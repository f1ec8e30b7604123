//! The type descriptor: a tree of array/object nodes, each carrying the set
//! of properties that can change in place (`mutable_properties`).
//!
//! Descriptors are purely derived data. Steps compute their own descriptor
//! bottom-up from their upstream's descriptor and never reach into another
//! step's descriptor to mutate it. `type_descriptor()` must be pure and
//! return identical trees across calls (testable property #7).

use std::collections::BTreeSet;

use crate::path::PropName;

/// `TypeDescriptor := { arrays: [ArrayDescriptor], objects?: [ObjectDescriptor], mutable_properties?: set<string> }`
#[derive(Clone, Debug, Default, PartialEq, Eq)]
pub struct TypeDescriptor {
    pub arrays: Vec<ArrayDescriptor>,
    pub objects: Vec<ObjectDescriptor>,

    /// Properties at *this* level that some upstream step may emit
    /// `modified(segPath, name, ...)` for.
    pub mutable_properties: BTreeSet<PropName>,
}

#[derive(Clone, Debug, PartialEq, Eq)]
pub struct ArrayDescriptor {
    pub name: PropName,
    pub ty: TypeDescriptor,
}

#[derive(Clone, Debug, PartialEq, Eq)]
pub struct ObjectDescriptor {
    pub name: PropName,
    pub ty: TypeDescriptor,
}

impl TypeDescriptor {
    pub fn is_mutable(&self, property: &str) -> bool {
        self.mutable_properties.iter().any(|p| &**p == property)
    }

    pub fn mark_mutable(&mut self, property: impl Into<PropName>) {
        self.mutable_properties.insert(property.into());
    }

    pub fn unmark_mutable(&mut self, property: &str) {
        self.mutable_properties.retain(|p| &**p != property);
    }

    pub fn array(&self, name: &str) -> Option<&ArrayDescriptor> {
        self.arrays.iter().find(|a| &*a.name == name)
    }

    pub fn array_mut(&mut self, name: &str) -> Option<&mut ArrayDescriptor> {
        self.arrays.iter_mut().find(|a| &*a.name == name)
    }

    /// Walks `seg` from this node, returning the descriptor at that level.
    pub fn at_path(&self, seg: &[PropName]) -> Option<&TypeDescriptor> {
        match seg.split_first() {
            None => Some(self),
            Some((head, rest)) => self.array(head).and_then(|a| a.ty.at_path(rest)),
        }
    }

    pub fn at_path_mut(&mut self, seg: &[PropName]) -> Option<&mut TypeDescriptor> {
        match seg.split_first() {
            None => Some(self),
            Some((head, rest)) => self.array_mut(head).map(|a| &mut a.ty).and_then(|ty| ty.at_path_mut(rest)),
        }
    }

    /// Inserts (or returns the existing) array descriptor named `name` at this level.
    pub fn ensure_array(&mut self, name: impl Into<PropName>) -> &mut TypeDescriptor {
        let name = name.into();
        if let Some(idx) = self.arrays.iter().position(|a| a.name == name) {
            &mut self.arrays[idx].ty
        } else {
            self.arrays.push(ArrayDescriptor {
                name,
                ty: TypeDescriptor::default(),
            });
            &mut self.arrays.last_mut().expect("just pushed").ty
        }
    }
}
//! Segment-path and key-path primitives.
//!
//! A [`SegPath`] is the array-name chain that locates a nesting level in the
//! output tree (`["states", "cities", "towns"]`); a [`KeyPath`] is the chain
//! of parent keys required to reach the parent of that level. Both are plain
//! data — every function here is pure, there is no I/O and no shared state.

use std::sync::Arc;

/// An interned-ish property / array name. `Arc<str>` so that paths can be
/// cloned freely as they get threaded through every step and every event.
pub type PropName = Arc<str>;

/// A row key, unique among siblings, stable across modifications.
pub type Key = Arc<str>;

/// Ordered sequence of array-property names identifying one nesting level.
///
/// The empty path denotes the root level.
#[derive(Clone, Debug, Default, PartialEq, Eq, Hash)]
pub struct SegPath(Vec<PropName>);

impl SegPath {
    pub fn root() -> Self {
        Self(Vec::new())
    }

    pub fn from_segments(segments: impl IntoIterator<Item = impl Into<PropName>>) -> Self {
        Self(segments.into_iter().map(Into::into).collect())
    }

    pub fn is_root(&self) -> bool {
        self.0.is_empty()
    }

    pub fn len(&self) -> usize {
        self.0.len()
    }

    pub fn is_empty(&self) -> bool {
        self.0.is_empty()
    }

    pub fn as_slice(&self) -> &[PropName] {
        &self.0
    }

    /// Returns `self ++ [array_name]`.
    #[must_use]
    pub fn child(&self, array_name: impl Into<PropName>) -> Self {
        let mut segments = self.0.clone();
        segments.push(array_name.into());
        Self(segments)
    }

    /// Splits the last segment off, returning `(parent_seg_path, array_name)`.
    ///
    /// This is how an aggregate step derives its *parent* segment path (the
    /// path with the last segment dropped) from the full path to the array it
    /// targets. Returns `None` for the root path.
    pub fn split_last(&self) -> Option<(SegPath, &PropName)> {
        let (last, rest) = self.0.split_last()?;
        Some((SegPath(rest.to_vec()), last))
    }

    pub fn last(&self) -> Option<&PropName> {
        self.0.last()
    }
}

/// `path_starts_with(a, b)`: is `b` a prefix of `a`?
pub fn path_starts_with(a: &SegPath, b: &SegPath) -> bool {
    a.0.len() >= b.0.len() && a.0[..b.0.len()] == b.0[..]
}

/// `paths_match(a, b)`: sequence equality.
pub fn paths_match(a: &SegPath, b: &SegPath) -> bool {
    a == b
}

/// Ordered sequence of parent keys identifying one specific row at the
/// parent of a given segment path. Empty for root-level events.
#[derive(Clone, Debug, Default, PartialEq, Eq, Hash)]
pub struct KeyPath(Vec<Key>);

impl KeyPath {
    pub fn root() -> Self {
        Self(Vec::new())
    }

    pub fn from_keys(keys: impl IntoIterator<Item = impl Into<Key>>) -> Self {
        Self(keys.into_iter().map(Into::into).collect())
    }

    pub fn len(&self) -> usize {
        self.0.len()
    }

    pub fn is_empty(&self) -> bool {
        self.0.is_empty()
    }

    pub fn as_slice(&self) -> &[Key] {
        &self.0
    }

    /// Returns `self ++ [key]`.
    #[must_use]
    pub fn child(&self, key: impl Into<Key>) -> Self {
        let mut keys = self.0.clone();
        keys.push(key.into());
        Self(keys)
    }

    /// Splits the last key off: `(grandparent_key_path, parent_key)`.
    ///
    /// Used by aggregate steps to derive the grandparent key-path and parent
    /// key from the upstream child's key-path when emitting their `modified`
    /// event on the parent.
    pub fn split_last(&self) -> Option<(KeyPath, &Key)> {
        let (last, rest) = self.0.split_last()?;
        Some((KeyPath(rest.to_vec()), last))
    }

    /// Stable short identifier, suitable as a map key. Every path-keyed map
    /// in the engine uses this instead of hashing `KeyPath` directly, so that
    /// per-parent state tables can use [`nohash_hasher`] maps.
    pub fn hash_id(&self) -> KeyPathHash {
        use std::hash::{Hash as _, Hasher as _};
        let mut hasher = ahash::AHasher::default();
        self.0.hash(&mut hasher);
        KeyPathHash(hasher.finish())
    }
}

/// A short, stable identifier for a [`KeyPath`], used as a map key so that
/// per-parent state tables don't have to re-hash a `Vec<Arc<str>>` on every
/// lookup.
#[derive(Clone, Copy, PartialEq, Eq, Hash, Debug)]
pub struct KeyPathHash(pub u64);

impl nohash_hasher::IsEnabled for KeyPathHash {}
//! `PickByMinMaxStep` (§4.7.4): like [`super::MinMaxAggregateStep`], but
//! returns the entire extremal child row rather than just its comparison
//! value.

use std::collections::HashMap;
use std::sync::Arc;

use indexmap::IndexMap;
use parking_lot::Mutex;

use super::parent_address;
use crate::descriptor::TypeDescriptor;
use crate::event::{notify_modified, EventSink, SinkList, Step};
use crate::path::{Key, KeyPath, KeyPathHash, PropName, SegPath};
use crate::value::{as_numeric, Aggregate, Props, Value};

use super::minmax::MinMaxKind;

/// Per-child bookkeeping kept for *every* child under a parent, not only the
/// current pick — needed to recompute the extremum after a removal or a
/// mutable-property change (§4.7.4).
struct ChildState {
    immutable_props: Props,
    mutable_values: HashMap<PropName, Value>,
    comparison_value: Option<f64>,
}

impl ChildState {
    fn composed(&self) -> Props {
        let mut props = self.immutable_props.clone();
        for (name, value) in &self.mutable_values {
            props.insert(name.to_string(), value.clone());
        }
        props
    }
}

#[derive(Default)]
struct ParentState {
    /// Insertion order, so a tie is broken in favor of the first-inserted
    /// child (§4.7.4 "Ties: first-inserted child wins").
    children: IndexMap<Key, ChildState>,
    pick: Option<Key>,
}

impl ParentState {
    fn beats(kind: MinMaxKind, challenger: Option<f64>, incumbent: Option<f64>) -> bool {
        match (challenger, incumbent) {
            (Some(c), Some(i)) => match kind {
                MinMaxKind::Min => c < i,
                MinMaxKind::Max => c > i,
            },
            (Some(_), None) => true,
            (None, _) => false,
        }
    }

    /// Rescans every child to find the current extremum, keeping the
    /// first-inserted child among ties.
    fn recompute_pick(&mut self, kind: MinMaxKind) {
        let mut best: Option<(&Key, Option<f64>)> = None;
        for (key, child) in &self.children {
            match &best {
                None => best = Some((key, child.comparison_value)),
                Some((_, best_value)) => {
                    if Self::beats(kind, child.comparison_value, *best_value) {
                        best = Some((key, child.comparison_value));
                    }
                }
            }
        }
        self.pick = best.map(|(key, _)| key.clone());
    }

    fn pick_composed(&self) -> Aggregate<Props> {
        match &self.pick {
            Some(key) => Aggregate::Present(self.children[key].composed()),
            None => Aggregate::Absent,
        }
    }
}

pub struct PickByMinMaxStep {
    upstream: Arc<dyn Step>,
    child_seg_path: SegPath,
    comparison_property: PropName,
    property_name: PropName,
    kind: MinMaxKind,
    /// Every mutable property of the child level — not just the comparison
    /// property — so the composed row handed out when a pick changes always
    /// reflects the child's latest mutable state (§4.7.4).
    mutable_properties: Vec<PropName>,

    parents: Mutex<HashMap<KeyPathHash, ParentState>>,
    modified_sinks: Mutex<SinkList>,
}

impl PickByMinMaxStep {
    pub fn new(
        upstream: Arc<dyn Step>,
        child_seg_path: SegPath,
        comparison_property: impl Into<PropName>,
        property_name: impl Into<PropName>,
        kind: MinMaxKind,
    ) -> Arc<Self> {
        let comparison_property = comparison_property.into();
        let mutable_properties: Vec<PropName> = upstream
            .type_descriptor()
            .at_path(child_seg_path.as_slice())
            .map(|t| t.mutable_properties.iter().cloned().collect())
            .unwrap_or_default();

        let step = Arc::new(Self {
            upstream: upstream.clone(),
            child_seg_path: child_seg_path.clone(),
            comparison_property: comparison_property.clone(),
            property_name: property_name.into(),
            kind,
            mutable_properties: mutable_properties.clone(),
            parents: Mutex::new(HashMap::new()),
            modified_sinks: Mutex::new(SinkList::new()),
        });

        upstream.subscribe_added(child_seg_path.clone(), step.clone());
        upstream.subscribe_removed(child_seg_path.clone(), step.clone());
        // `mutable_properties` already enumerates every mutable child
        // property the descriptor knows about, so this covers the
        // comparison property too whenever it's itself mutable (§4.7).
        for prop in &mutable_properties {
            upstream.subscribe_modified(child_seg_path.clone(), prop.clone(), step.clone());
        }

        step
    }

    fn emit(&self, key_path: &KeyPath, old: Aggregate<Props>, new: Aggregate<Props>) {
        let (parent_seg, grandparent_key_path, parent_key) = parent_address(&self.child_seg_path, key_path);
        notify_modified(
            &self.modified_sinks.lock(),
            &parent_seg,
            &self.property_name,
            &grandparent_key_path,
            &parent_key,
            &old.to_json(),
            &new.to_json(),
        );
    }
}

impl Step for PickByMinMaxStep {
    fn type_descriptor(&self) -> TypeDescriptor {
        let mut ty = self.upstream.type_descriptor();
        let (parent_seg, _) = self.child_seg_path.split_last().expect("non-root");
        if let Some(level) = ty.at_path_mut(parent_seg.as_slice()) {
            level.mark_mutable(self.property_name.clone());
        }
        ty
    }

    fn subscribe_added(&self, seg: SegPath, sink: Arc<dyn EventSink>) {
        self.upstream.subscribe_added(seg, sink);
    }

    fn subscribe_removed(&self, seg: SegPath, sink: Arc<dyn EventSink>) {
        self.upstream.subscribe_removed(seg, sink);
    }

    fn subscribe_modified(&self, seg: SegPath, property: PropName, sink: Arc<dyn EventSink>) {
        let (parent_seg, _) = self.child_seg_path.split_last().expect("non-root");
        if seg == parent_seg && property == self.property_name {
            self.modified_sinks.lock().push(sink);
        } else {
            self.upstream.subscribe_modified(seg, property, sink);
        }
    }
}

impl EventSink for PickByMinMaxStep {
    fn on_added(&self, _seg: &SegPath, key_path: &KeyPath, key: &Key, props: &Props) {
        let parent_hash = key_path.hash_id();
        let comparison_value = as_numeric(props.get(&*self.comparison_property).unwrap_or(&Value::Null));
        let mutable_values = self
            .mutable_properties
            .iter()
            .filter_map(|p| props.get(&**p).map(|v| (p.clone(), v.clone())))
            .collect();

        let mut parents = self.parents.lock();
        let parent = parents.entry(parent_hash).or_default();
        let old = parent.pick_composed();

        parent.children.insert(
            key.clone(),
            ChildState {
                immutable_props: props.clone(),
                mutable_values,
                comparison_value,
            },
        );

        let becomes_pick = match &parent.pick {
            None => true,
            Some(current) => {
                let incumbent = parent.children[current].comparison_value;
                ParentState::beats(self.kind, comparison_value, incumbent)
            }
        };
        if becomes_pick {
            parent.pick = Some(key.clone());
        }
        let new = parent.pick_composed();
        drop(parents);

        if becomes_pick {
            self.emit(key_path, old, new);
        }
    }

    fn on_removed(&self, _seg: &SegPath, key_path: &KeyPath, key: &Key, _props: &Props) {
        let parent_hash = key_path.hash_id();
        let mut parents = self.parents.lock();
        let Some(parent) = parents.get_mut(&parent_hash) else {
            flowtree_log::warn_once!("pick_by_min_max: removed for untracked parent");
            return;
        };

        let was_pick = parent.pick.as_ref() == Some(key);
        let old = parent.pick_composed();
        parent.children.shift_remove(key);

        if !was_pick {
            drop(parents);
            return;
        }

        if parent.children.is_empty() {
            parents.remove(&parent_hash);
            drop(parents);
            self.emit(key_path, old, Aggregate::Absent);
            return;
        }

        parent.recompute_pick(self.kind);
        let new = parent.pick_composed();
        drop(parents);
        self.emit(key_path, old, new);
    }

    fn on_modified(&self, _seg: &SegPath, property: &PropName, key_path: &KeyPath, key: &Key, _old: &Value, new: &Value) {
        let parent_hash = key_path.hash_id();
        let mut parents = self.parents.lock();
        let Some(parent) = parents.get_mut(&parent_hash) else {
            flowtree_log::warn_once!("pick_by_min_max: modified({property:?}) for untracked parent");
            return;
        };
        if !parent.children.contains_key(key) {
            flowtree_log::warn_once!("pick_by_min_max: modified({property:?}) for untracked child");
            return;
        }

        let is_comparison = *property == self.comparison_property;
        let was_pick = parent.pick.as_ref() == Some(key);

        // The cache update is unconditional (§4.7.4): every child's mutable
        // values must stay current even when it isn't the pick right now, so
        // that whenever it later *becomes* the pick, `pick_composed` doesn't
        // hand out stale mutable props.
        let old = parent.pick_composed();
        let child = parent.children.get_mut(key).expect("checked above");
        if is_comparison {
            child.comparison_value = as_numeric(new);
        } else {
            child.mutable_values.insert(property.clone(), new.clone());
        }

        if !is_comparison && !was_pick {
            // Neither the ranking nor the currently-emitted row is affected.
            drop(parents);
            return;
        }

        if is_comparison {
            parent.recompute_pick(self.kind);
        }
        let new = parent.pick_composed();
        drop(parents);

        if old != new {
            self.emit(key_path, old, new);
        }
    }
}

————————

* EXERCISE OBJECTIVE
Please state how many lines in the preceding material contain the word "cloned", with no other output.

* ANSWER TO THIS PROBLEM
2